**WORK INSTRUCTIONS**
Starting at the line below holding "until it is" and stopping at the line holding "one is reconfigured", print every line exactly, both ends included, and leave the rest out.

**GIVEN ENTRIES**
►

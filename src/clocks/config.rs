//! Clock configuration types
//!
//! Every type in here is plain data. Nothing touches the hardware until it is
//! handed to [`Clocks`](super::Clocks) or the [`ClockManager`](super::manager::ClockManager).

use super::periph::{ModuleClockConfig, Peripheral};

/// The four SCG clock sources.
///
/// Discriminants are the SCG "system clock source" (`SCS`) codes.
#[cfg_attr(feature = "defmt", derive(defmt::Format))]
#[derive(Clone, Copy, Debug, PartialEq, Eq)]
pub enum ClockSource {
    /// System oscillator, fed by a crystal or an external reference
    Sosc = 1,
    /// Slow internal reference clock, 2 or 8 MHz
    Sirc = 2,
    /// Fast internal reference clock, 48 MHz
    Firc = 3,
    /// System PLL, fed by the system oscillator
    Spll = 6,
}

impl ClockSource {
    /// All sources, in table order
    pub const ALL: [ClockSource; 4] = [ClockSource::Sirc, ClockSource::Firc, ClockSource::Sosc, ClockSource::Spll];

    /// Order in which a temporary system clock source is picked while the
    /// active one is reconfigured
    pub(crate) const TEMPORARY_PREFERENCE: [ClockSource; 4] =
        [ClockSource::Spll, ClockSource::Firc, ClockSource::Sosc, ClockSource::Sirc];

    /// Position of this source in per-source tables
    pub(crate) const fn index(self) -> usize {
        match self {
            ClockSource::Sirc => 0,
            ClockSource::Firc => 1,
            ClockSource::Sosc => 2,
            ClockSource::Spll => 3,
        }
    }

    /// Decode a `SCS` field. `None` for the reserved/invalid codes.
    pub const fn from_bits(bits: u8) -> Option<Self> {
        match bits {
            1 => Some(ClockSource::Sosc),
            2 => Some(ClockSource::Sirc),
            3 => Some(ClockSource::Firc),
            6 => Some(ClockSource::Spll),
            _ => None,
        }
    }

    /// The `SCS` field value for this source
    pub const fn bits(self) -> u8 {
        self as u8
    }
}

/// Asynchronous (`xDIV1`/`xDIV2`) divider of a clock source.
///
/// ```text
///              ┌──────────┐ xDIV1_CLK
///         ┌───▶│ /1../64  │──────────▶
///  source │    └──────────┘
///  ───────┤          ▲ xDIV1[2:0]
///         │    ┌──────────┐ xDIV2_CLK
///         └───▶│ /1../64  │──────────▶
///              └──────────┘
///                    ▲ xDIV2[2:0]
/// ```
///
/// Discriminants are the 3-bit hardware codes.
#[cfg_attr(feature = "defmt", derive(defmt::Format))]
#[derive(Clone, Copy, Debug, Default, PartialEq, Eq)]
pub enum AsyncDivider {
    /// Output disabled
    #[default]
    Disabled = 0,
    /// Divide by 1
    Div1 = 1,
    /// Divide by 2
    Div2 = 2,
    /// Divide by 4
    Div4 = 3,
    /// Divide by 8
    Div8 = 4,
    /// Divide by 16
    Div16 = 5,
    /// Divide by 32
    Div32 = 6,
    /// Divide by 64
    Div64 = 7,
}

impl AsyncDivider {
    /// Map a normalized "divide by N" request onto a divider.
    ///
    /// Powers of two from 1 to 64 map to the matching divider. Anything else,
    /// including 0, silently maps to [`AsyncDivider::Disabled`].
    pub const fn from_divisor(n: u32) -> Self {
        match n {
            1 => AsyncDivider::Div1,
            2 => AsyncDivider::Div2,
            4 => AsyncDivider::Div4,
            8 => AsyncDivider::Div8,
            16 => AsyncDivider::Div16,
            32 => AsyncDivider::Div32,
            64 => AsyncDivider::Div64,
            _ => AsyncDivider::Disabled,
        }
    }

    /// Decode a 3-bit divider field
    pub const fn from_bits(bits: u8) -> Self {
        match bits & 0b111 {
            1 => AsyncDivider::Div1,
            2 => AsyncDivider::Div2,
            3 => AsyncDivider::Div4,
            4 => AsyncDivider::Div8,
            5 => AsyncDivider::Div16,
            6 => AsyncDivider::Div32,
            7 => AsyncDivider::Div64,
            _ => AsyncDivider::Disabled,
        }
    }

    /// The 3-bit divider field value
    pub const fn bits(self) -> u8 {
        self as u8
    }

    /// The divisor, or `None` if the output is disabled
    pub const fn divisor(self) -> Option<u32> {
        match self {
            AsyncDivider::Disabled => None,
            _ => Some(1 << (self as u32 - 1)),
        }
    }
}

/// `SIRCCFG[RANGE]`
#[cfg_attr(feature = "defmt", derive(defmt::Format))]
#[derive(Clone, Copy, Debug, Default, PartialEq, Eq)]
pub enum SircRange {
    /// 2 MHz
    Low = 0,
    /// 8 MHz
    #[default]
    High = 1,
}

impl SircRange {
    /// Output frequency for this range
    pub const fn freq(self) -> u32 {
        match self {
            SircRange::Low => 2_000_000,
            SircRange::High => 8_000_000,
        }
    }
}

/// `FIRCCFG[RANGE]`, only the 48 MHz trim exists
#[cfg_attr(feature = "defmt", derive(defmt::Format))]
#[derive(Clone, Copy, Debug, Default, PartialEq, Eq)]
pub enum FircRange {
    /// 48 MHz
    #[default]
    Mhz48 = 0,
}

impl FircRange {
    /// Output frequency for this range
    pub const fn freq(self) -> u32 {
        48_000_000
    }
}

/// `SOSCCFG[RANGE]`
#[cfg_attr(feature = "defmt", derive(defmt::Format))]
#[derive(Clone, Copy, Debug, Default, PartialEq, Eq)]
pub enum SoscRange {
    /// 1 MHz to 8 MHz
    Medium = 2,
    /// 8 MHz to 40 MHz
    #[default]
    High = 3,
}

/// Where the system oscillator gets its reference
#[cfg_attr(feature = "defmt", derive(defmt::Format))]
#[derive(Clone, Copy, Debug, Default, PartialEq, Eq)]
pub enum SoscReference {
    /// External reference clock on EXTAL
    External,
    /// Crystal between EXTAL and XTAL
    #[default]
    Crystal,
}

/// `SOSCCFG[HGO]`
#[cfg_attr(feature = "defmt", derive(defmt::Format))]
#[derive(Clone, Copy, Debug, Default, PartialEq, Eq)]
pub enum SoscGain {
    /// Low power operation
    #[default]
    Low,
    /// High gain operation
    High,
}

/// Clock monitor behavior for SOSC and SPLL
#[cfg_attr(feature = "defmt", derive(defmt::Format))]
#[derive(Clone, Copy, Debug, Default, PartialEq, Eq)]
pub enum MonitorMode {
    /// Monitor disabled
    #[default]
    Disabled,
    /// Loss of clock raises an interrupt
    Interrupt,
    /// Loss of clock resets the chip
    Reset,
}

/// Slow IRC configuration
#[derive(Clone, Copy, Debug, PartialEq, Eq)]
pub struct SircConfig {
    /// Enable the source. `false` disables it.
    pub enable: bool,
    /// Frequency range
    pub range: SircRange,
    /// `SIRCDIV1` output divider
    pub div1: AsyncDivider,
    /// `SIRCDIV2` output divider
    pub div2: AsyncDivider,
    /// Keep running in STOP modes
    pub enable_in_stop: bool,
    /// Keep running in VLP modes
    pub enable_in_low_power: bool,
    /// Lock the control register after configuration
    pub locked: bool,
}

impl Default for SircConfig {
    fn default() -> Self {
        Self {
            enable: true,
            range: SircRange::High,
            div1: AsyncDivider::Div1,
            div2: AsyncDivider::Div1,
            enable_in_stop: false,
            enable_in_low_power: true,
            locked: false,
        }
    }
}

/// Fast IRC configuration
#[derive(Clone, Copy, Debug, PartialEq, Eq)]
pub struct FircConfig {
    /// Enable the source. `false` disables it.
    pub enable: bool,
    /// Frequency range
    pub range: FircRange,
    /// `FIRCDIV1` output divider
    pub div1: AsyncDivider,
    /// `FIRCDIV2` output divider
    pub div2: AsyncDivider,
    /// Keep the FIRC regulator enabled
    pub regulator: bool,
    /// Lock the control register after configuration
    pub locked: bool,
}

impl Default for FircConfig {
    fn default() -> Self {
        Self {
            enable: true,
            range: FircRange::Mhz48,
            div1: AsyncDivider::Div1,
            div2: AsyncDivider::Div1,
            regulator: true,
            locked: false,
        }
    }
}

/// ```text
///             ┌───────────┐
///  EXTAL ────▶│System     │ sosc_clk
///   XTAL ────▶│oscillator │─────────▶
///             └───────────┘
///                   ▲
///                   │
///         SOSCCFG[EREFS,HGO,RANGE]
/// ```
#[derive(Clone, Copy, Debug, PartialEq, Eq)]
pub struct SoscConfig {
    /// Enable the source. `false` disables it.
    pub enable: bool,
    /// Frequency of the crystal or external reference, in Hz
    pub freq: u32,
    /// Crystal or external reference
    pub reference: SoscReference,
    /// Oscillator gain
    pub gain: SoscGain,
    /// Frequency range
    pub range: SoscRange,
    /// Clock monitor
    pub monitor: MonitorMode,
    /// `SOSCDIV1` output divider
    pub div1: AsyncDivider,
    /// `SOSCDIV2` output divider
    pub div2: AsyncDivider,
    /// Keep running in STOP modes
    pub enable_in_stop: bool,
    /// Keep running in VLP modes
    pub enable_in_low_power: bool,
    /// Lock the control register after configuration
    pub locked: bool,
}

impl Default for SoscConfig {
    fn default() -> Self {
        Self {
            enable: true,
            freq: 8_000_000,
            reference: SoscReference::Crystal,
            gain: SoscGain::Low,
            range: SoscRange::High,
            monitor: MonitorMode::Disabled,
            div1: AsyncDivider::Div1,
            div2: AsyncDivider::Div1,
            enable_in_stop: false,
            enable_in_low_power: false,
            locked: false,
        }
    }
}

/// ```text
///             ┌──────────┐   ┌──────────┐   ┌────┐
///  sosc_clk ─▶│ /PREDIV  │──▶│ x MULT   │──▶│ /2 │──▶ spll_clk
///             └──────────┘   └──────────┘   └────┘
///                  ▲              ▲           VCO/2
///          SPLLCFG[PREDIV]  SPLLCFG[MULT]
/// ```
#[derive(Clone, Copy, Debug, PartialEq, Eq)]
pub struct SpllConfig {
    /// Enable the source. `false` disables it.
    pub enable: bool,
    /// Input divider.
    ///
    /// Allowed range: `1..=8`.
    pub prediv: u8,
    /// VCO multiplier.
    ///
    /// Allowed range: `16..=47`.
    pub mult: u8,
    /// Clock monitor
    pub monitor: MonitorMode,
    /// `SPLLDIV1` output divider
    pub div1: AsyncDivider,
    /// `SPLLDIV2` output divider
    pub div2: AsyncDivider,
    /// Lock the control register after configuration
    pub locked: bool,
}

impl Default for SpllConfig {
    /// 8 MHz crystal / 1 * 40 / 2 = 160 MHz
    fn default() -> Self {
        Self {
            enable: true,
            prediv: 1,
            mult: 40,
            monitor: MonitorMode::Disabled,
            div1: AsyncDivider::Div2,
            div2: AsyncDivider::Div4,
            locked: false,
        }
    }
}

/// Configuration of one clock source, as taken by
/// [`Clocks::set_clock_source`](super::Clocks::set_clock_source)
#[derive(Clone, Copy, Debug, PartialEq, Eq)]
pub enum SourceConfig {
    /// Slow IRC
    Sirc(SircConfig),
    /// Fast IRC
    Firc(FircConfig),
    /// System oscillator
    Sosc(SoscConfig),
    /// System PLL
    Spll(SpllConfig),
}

◄
►

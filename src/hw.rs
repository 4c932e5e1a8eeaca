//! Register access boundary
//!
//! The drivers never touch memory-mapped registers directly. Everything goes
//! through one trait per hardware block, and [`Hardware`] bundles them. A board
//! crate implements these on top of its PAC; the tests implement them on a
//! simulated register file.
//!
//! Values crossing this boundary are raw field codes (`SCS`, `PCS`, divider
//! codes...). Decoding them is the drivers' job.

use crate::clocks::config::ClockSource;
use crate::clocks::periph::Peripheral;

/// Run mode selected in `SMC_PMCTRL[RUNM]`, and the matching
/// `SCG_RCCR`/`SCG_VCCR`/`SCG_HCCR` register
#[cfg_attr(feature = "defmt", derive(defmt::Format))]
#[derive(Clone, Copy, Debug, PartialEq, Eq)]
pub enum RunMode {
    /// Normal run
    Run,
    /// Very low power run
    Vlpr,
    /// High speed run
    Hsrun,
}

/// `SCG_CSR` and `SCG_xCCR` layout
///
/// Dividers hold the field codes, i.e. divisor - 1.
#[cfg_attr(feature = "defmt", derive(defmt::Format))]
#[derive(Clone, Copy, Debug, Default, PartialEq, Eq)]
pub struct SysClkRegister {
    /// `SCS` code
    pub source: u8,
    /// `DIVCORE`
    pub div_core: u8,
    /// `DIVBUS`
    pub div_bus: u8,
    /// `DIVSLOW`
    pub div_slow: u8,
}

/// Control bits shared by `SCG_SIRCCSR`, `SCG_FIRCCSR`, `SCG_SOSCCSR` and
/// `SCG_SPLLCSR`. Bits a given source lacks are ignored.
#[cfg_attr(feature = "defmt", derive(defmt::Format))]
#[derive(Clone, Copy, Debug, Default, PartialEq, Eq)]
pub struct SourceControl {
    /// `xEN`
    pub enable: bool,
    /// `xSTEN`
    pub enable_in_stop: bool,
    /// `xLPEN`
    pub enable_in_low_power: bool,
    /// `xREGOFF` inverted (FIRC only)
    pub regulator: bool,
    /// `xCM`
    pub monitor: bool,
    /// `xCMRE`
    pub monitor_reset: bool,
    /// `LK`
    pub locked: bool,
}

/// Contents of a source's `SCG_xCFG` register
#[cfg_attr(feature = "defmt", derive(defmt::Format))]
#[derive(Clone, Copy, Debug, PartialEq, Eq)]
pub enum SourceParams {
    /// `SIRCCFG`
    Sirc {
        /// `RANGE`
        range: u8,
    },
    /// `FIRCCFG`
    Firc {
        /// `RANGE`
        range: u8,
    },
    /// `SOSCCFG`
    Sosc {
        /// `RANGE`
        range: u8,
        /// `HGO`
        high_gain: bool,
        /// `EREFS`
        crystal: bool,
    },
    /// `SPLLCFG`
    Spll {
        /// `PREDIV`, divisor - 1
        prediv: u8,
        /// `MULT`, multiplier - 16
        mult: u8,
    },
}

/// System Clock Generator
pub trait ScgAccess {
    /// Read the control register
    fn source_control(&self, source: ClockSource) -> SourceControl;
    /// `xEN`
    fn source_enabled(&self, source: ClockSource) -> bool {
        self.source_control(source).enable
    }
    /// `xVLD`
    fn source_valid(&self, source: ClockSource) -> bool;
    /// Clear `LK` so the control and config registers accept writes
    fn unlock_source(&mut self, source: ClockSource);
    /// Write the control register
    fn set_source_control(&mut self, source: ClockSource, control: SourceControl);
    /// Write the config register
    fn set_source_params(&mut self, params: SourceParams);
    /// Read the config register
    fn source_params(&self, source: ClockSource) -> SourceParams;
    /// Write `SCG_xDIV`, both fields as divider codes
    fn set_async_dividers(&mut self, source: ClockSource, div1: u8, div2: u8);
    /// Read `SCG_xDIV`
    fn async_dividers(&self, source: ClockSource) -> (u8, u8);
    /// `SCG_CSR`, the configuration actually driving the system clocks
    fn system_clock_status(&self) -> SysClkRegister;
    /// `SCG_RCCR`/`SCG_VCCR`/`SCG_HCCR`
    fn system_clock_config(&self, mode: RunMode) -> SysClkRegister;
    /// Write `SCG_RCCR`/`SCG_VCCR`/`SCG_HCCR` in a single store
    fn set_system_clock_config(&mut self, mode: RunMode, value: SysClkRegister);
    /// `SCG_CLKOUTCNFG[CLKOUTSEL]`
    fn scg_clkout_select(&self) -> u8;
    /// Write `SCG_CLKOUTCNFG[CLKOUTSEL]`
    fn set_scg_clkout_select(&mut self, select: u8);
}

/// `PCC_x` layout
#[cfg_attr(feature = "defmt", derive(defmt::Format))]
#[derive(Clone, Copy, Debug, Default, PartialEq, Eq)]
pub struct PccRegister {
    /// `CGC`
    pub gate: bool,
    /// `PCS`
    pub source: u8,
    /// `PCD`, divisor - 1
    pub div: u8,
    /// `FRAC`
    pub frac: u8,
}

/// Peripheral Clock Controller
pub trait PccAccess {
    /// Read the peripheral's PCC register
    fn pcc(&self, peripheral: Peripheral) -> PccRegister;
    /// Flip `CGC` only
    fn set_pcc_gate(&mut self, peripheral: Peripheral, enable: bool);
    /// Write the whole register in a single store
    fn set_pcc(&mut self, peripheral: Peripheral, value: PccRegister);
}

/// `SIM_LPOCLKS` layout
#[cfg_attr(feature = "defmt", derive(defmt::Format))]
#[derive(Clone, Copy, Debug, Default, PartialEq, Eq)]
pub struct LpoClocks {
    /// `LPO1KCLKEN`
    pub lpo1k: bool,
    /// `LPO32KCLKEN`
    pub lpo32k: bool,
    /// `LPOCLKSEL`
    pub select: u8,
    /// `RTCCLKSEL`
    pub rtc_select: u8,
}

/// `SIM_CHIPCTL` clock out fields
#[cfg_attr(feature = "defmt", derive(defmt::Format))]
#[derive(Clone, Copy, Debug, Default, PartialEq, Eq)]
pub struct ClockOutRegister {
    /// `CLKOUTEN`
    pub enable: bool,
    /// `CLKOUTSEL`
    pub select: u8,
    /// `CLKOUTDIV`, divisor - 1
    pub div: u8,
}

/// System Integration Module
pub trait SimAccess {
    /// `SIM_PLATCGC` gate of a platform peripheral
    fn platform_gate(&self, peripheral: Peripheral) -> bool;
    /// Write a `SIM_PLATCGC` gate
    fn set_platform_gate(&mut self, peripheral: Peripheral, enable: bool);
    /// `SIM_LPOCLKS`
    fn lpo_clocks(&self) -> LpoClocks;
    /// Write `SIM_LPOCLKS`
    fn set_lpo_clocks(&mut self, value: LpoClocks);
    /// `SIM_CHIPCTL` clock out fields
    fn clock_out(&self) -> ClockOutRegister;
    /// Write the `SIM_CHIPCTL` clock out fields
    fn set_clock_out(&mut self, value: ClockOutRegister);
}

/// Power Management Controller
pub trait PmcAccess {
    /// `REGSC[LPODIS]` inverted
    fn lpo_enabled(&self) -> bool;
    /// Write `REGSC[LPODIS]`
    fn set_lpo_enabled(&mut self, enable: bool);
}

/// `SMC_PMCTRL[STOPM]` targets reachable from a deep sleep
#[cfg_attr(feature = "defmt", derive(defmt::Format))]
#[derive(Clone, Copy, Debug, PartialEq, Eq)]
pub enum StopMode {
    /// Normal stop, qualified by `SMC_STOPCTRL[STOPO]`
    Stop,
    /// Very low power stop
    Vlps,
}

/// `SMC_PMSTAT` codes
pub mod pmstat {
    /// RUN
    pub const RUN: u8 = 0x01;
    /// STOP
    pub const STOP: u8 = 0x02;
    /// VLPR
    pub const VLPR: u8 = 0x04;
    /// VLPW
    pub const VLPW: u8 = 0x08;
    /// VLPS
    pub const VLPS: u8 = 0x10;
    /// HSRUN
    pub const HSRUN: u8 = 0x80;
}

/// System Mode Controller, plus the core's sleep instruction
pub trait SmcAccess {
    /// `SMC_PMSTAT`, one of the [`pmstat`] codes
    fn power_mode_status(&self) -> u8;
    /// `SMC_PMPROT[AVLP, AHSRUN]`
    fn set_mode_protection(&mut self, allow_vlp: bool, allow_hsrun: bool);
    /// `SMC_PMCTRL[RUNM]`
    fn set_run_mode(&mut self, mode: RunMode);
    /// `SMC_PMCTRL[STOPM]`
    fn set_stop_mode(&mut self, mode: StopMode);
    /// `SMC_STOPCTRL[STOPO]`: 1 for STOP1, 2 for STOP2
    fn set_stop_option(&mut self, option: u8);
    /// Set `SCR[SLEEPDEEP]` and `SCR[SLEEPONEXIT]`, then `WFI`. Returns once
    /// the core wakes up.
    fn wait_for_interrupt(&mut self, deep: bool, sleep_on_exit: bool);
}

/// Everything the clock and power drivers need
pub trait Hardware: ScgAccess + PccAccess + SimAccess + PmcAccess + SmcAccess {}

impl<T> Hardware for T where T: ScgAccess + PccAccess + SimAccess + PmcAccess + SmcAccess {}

◄

**EXERCISE RESPONSE**
//! Every type in here is plain data. Nothing touches the hardware until it is
//! handed to [`Clocks`](super::Clocks) or the [`ClockManager`](super::manager::ClockManager).

use super::periph::{ModuleClockConfig, Peripheral};

/// The four SCG clock sources.
///
/// Discriminants are the SCG "system clock source" (`SCS`) codes.
#[cfg_attr(feature = "defmt", derive(defmt::Format))]
#[derive(Clone, Copy, Debug, PartialEq, Eq)]
pub enum ClockSource {
    /// System oscillator, fed by a crystal or an external reference
    Sosc = 1,
    /// Slow internal reference clock, 2 or 8 MHz
    Sirc = 2,
    /// Fast internal reference clock, 48 MHz
    Firc = 3,
    /// System PLL, fed by the system oscillator
    Spll = 6,
}

impl ClockSource {
    /// All sources, in table order
    pub const ALL: [ClockSource; 4] = [ClockSource::Sirc, ClockSource::Firc, ClockSource::Sosc, ClockSource::Spll];

    /// Order in which a temporary system clock source is picked while the
    /// active one is reconfigured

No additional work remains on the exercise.